Encryption everywhere

Encryption at rest protects data on disk if someone steals a snapshot or dumps an S3 bucket. Encryption in transit protects data on the wire if someone taps a VPC path or runs a MITM on a public endpoint. AWS makes both easy to enable — the hard part is making it mandatory and verifying nothing slipped through.

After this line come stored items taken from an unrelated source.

// Property tests for the game ledger.
//
// Each case drives a fresh ledger through a generated script of roster
// changes, score adjustments and commits, then checks the bookkeeping
// invariants against the resulting state.

use cardtally_core::{GameLedger, LedgerRules, PlayerId, ScoreFloor, ScoreGoal};
use proptest::prelude::*;

fn name_strategy() -> impl Strategy<Value = String> {
    // Small alphabet with mixed case so case-insensitive collisions are common.
    proptest::string::string_regex("[ aAbB]{0,4}").unwrap()
}

/// A round of adjustments: (player index, delta) pairs.
fn round_strategy() -> impl Strategy<Value = Vec<(usize, i64)>> {
    prop::collection::vec((0usize..4, -20i64..20), 0..6)
}

fn seeded_ledger(rules: LedgerRules) -> (GameLedger, Vec<PlayerId>) {
    let mut ledger = GameLedger::new(rules);
    let ids = ["North", "East", "South", "West"]
        .iter()
        .map(|n| ledger.add_player(n).unwrap().id)
        .collect();
    (ledger, ids)
}

fn play(ledger: &mut GameLedger, ids: &[PlayerId], rounds: &[Vec<(usize, i64)>]) {
    for round in rounds {
        for &(idx, delta) in round {
            ledger.adjust_pending_score(ids[idx], delta).unwrap();
        }
        ledger.commit_round().unwrap();
    }
}

proptest! {
    #[test]
    fn player_names_stay_unique(names in prop::collection::vec(name_strategy(), 0..12)) {
        let mut ledger = GameLedger::default();
        for name in &names {
            let _ = ledger.add_player(name);
        }
        let lowered: Vec<String> = ledger
            .players()
            .iter()
            .map(|p| p.name.to_lowercase())
            .collect();
        for (i, a) in lowered.iter().enumerate() {
            prop_assert!(!a.is_empty());
            for b in &lowered[i + 1..] {
                prop_assert_ne!(a, b);
            }
        }
    }

    #[test]
    fn round_totals_and_numbers_are_consistent(
        rounds in prop::collection::vec(round_strategy(), 1..8)
    ) {
        let (mut ledger, ids) = seeded_ledger(LedgerRules::default());
        play(&mut ledger, &ids, &rounds);

        for (pos, round) in ledger.rounds().iter().enumerate() {
            prop_assert_eq!(round.number() as usize, pos + 1);
            prop_assert_eq!(round.total(), round.scores().values().sum::<i64>());
            for key in round.scores().keys() {
                prop_assert!(ids.contains(key));
            }
        }
    }

    #[test]
    fn standings_are_idempotent_and_sorted(
        rounds in prop::collection::vec(round_strategy(), 0..6)
    ) {
        let (mut ledger, ids) = seeded_ledger(LedgerRules::default());
        play(&mut ledger, &ids, &rounds);

        let first = ledger.standings();
        let second = ledger.standings();
        prop_assert_eq!(&first, &second);
        for pair in first.windows(2) {
            prop_assert!(pair[0].total >= pair[1].total);
            if pair[0].total == pair[1].total {
                prop_assert!(pair[0].player.id < pair[1].player.id);
            }
        }
    }

    #[test]
    fn replay_after_reset_reproduces_totals(
        rounds in prop::collection::vec(round_strategy(), 0..6)
    ) {
        let (mut ledger, ids) = seeded_ledger(LedgerRules::default());
        play(&mut ledger, &ids, &rounds);
        let before: Vec<i64> = ids.iter().map(|&id| ledger.total_score(id)).collect();

        ledger.reset_rounds();
        play(&mut ledger, &ids, &rounds);
        let after: Vec<i64> = ids.iter().map(|&id| ledger.total_score(id)).collect();

        prop_assert_eq!(before, after);
    }

    #[test]
    fn no_winner_without_committed_rounds(round in round_strategy()) {
        let (mut ledger, ids) = seeded_ledger(LedgerRules::default());
        for (idx, delta) in round {
            ledger.adjust_pending_score(ids[idx], delta).unwrap();
        }
        prop_assert!(ledger.winner(ScoreGoal::HighestWins).is_none());
        prop_assert!(ledger.winner(ScoreGoal::LowestWins).is_none());
    }

    #[test]
    fn zero_floor_never_shows_negative_scores(
        rounds in prop::collection::vec(round_strategy(), 0..6),
        open in round_strategy(),
    ) {
        let rules = LedgerRules {
            score_floor: ScoreFloor::Zero,
            ..LedgerRules::default()
        };
        let (mut ledger, ids) = seeded_ledger(rules);
        play(&mut ledger, &ids, &rounds);
        for (idx, delta) in open {
            ledger.adjust_pending_score(ids[idx], delta).unwrap();
            prop_assert!(ledger.display_score(ids[idx]) >= 0);
        }
        for &id in &ids {
            prop_assert!(ledger.total_score(id) >= 0);
        }
    }

    #[test]
    fn winner_holds_the_extreme_total(
        rounds in prop::collection::vec(round_strategy(), 1..6)
    ) {
        let (mut ledger, ids) = seeded_ledger(LedgerRules::default());
        play(&mut ledger, &ids, &rounds);

        let totals: Vec<i64> = ids.iter().map(|&id| ledger.total_score(id)).collect();
        let max = *totals.iter().max().unwrap();
        let min = *totals.iter().min().unwrap();
        let first_max = ids[totals.iter().position(|&t| t == max).unwrap()];
        let first_min = ids[totals.iter().position(|&t| t == min).unwrap()];

        prop_assert_eq!(ledger.winner(ScoreGoal::HighestWins).unwrap().id, first_max);
        prop_assert_eq!(ledger.winner(ScoreGoal::LowestWins).unwrap().id, first_min);
    }

    #[test]
    fn extreme_deltas_are_rejected_without_side_effects(
        rounds in prop::collection::vec(
            prop::collection::vec(
                (0usize..4, prop_oneof![Just(i64::MAX), Just(i64::MIN), any::<i64>(), -20i64..20]),
                0..6,
            ),
            0..4,
        ),
    ) {
        let (mut ledger, ids) = seeded_ledger(LedgerRules::default());
        for round in rounds {
            for (idx, delta) in round {
                let before = ledger.pending().clone();
                if ledger.adjust_pending_score(ids[idx], delta).is_err() {
                    prop_assert_eq!(ledger.pending(), &before);
                }
            }
            let total = ledger.commit_round().unwrap().total();
            let exact = ledger.rounds().last().unwrap().scores().values()
                .try_fold(0i64, |acc, &d| acc.checked_add(d));
            prop_assert_eq!(Some(total), exact);
        }
    }
}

Encrypt at rest — service by service

Service Default Production setting Key choice
EBS volumes Encrypted by default in most regions (since 2023) Account-level ec2:EncryptedVolumes Config rule; enforce CMK for prod Customer-managed CMK per environment
RDS / Aurora Encryption at create time only — cannot enable later storage_encrypted = true in Terraform; snapshot copies stay encrypted CMK for regulated data; AWS managed for dev
S3 SSE-S3 (AWS-managed) default since 2023 SSE-KMS with CMK; bucket policy denies unencrypted PUTs CMK with key policy allowing S3 service
Lambda env vars Encrypted at rest with AWS-managed key Use Secrets Manager or SSM SecureString instead of env for secrets; CMK for env encryption CMK via kms:Encrypt on function

S3 bucket policy — deny unencrypted uploads

json
{
  "Version": "2012-10-17",
  "Statement": [
    {
      "Sid": "DenyUnencryptedObjectUploads",
      "Effect": "Deny",
      "Principal": "*",
      "Action": "s3:PutObject",
      "Resource": "arn:aws:s3:::my-app-artifacts/*",
      "Condition": {
        "StringNotEquals": {
          "s3:x-amz-server-side-encryption": "aws:kms"
        }
      }
    },
    {
      "Sid": "DenyInsecureTransport",
      "Effect": "Deny",
      "Principal": "*",
      "Action": "s3:*",
      "Resource": [
        "arn:aws:s3:::my-app-artifacts",
        "arn:aws:s3:::my-app-artifacts/*"
      ],
      "Condition": {
        "Bool": { "aws:SecureTransport": "false" }
      }
    }
  ]
}

TLS in transit checklist

  • ALB / CloudFront

    ACM certificate on HTTPS listener; redirect HTTP → HTTPS; TLS 1.2+ policy (ELBSecurityPolicy-TLS13-1-2-2021-06).

  • Service-to-service

    RDS/Aurora: require SSL in connection string (sslmode=require). ElastiCache in-transit encryption enabled.

  • VPC endpoints

    Interface endpoints for S3, DynamoDB, Secrets Manager — traffic stays on AWS backbone, not public internet.

  • API Gateway

    Custom domain with ACM cert; mutual TLS for B2B partners where required.

  • IAM enforcement

    aws:SecureTransport = true in policies for S3, SNS, SQS, ECR.

  • Verify continuously

    Config rules: alb-listener-https, rds-storage-encrypted, s3-default-encryption-kms.

🔒 Security

RDS encryption is immutable — create encrypted from day one or restore encrypted snapshot to new instance. Lambda environment variables are visible to anyone with lambda:GetFunctionConfiguration — store secrets in Secrets Manager, pass ARNs only. Enable S3 Block Public Access at account level before creating any bucket.

💡 Pro Tip

Run aws s3api get-bucket-encryption and aws rds describe-db-instances --query 'DBInstances[?StorageEncrypted==`false`]' in a weekly CI job. Config catches drift; proactive scans catch resources created before Config was enabled.

🎯 Exam Tip

"Encrypt existing unencrypted RDS" → snapshot → copy with encryption → restore to new instance — you cannot flip the flag in place. "Encrypt S3 objects already stored" → batch copy in place with new SSE-KMS default, or S3 Batch Operations. ACM certs are free for AWS-integrated services; you cannot export the private key.